PROBLEM TO SOLVE: Lines from the beginning of the data below through the one containing "#[serde(skip_serializing)]" are to be printed exactly as they appear.

[Source records]

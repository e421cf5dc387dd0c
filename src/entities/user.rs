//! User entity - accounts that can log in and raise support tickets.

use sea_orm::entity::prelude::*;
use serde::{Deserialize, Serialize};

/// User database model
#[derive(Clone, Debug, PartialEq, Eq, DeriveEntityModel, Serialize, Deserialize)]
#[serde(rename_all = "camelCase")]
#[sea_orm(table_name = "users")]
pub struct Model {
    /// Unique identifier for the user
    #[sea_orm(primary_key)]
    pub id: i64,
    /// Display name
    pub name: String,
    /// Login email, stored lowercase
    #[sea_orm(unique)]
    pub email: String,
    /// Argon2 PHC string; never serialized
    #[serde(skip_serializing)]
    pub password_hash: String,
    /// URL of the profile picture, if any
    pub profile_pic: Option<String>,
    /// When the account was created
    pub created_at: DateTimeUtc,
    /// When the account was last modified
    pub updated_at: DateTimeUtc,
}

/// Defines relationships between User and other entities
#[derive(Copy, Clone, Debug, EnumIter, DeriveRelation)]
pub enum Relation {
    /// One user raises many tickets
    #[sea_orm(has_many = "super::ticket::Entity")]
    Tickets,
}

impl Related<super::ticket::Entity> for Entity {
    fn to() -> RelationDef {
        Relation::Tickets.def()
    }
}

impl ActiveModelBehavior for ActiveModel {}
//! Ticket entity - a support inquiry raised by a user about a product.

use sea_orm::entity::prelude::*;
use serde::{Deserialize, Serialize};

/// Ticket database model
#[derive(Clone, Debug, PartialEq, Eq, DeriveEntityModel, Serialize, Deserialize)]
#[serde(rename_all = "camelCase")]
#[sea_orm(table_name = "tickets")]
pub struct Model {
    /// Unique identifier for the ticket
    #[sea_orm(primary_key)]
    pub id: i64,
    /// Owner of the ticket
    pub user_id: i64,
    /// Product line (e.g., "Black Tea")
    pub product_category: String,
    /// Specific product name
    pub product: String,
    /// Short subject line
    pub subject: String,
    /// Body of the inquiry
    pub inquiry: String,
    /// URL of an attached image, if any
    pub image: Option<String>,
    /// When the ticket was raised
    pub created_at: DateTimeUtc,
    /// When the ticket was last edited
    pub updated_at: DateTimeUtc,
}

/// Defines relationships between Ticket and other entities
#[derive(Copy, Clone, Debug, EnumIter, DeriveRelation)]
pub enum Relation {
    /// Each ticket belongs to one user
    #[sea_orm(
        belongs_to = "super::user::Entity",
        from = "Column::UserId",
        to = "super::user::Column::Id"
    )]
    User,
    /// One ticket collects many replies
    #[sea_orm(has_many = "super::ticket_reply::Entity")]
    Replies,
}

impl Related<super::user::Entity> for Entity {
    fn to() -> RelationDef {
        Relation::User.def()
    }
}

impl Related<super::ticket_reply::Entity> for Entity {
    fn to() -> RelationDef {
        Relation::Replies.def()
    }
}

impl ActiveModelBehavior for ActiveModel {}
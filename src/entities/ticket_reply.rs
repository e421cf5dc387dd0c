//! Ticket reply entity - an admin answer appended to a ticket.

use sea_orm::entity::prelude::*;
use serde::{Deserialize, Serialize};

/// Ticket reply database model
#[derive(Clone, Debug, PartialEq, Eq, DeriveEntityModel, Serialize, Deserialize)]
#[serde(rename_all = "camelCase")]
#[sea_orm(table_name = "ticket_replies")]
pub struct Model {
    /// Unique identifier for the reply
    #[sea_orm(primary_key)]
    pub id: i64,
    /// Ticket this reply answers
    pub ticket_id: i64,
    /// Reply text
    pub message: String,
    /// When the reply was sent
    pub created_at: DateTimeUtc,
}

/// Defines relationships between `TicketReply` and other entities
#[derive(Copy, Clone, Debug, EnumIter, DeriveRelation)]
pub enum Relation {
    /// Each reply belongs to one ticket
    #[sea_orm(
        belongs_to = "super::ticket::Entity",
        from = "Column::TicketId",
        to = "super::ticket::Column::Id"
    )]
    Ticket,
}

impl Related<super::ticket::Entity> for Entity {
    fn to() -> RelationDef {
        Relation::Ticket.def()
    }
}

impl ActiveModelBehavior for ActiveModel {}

RESPONSE TO THIS EXERCISE:
repository e421cf5dc387dd0c
filename src/entities/user.rs
//! User entity - accounts that can log in and raise support tickets.

use sea_orm::entity::prelude::*;
use serde::{Deserialize, Serialize};

/// User database model
#[derive(Clone, Debug, PartialEq, Eq, DeriveEntityModel, Serialize, Deserialize)]
#[serde(rename_all = "camelCase")]
#[sea_orm(table_name = "users")]
pub struct Model {
    /// Unique identifier for the user
    #[sea_orm(primary_key)]
    pub id: i64,
    /// Display name
    pub name: String,
    /// Login email, stored lowercase
    #[sea_orm(unique)]
    pub email: String,
    /// Argon2 PHC string; never serialized
    #[serde(skip_serializing)]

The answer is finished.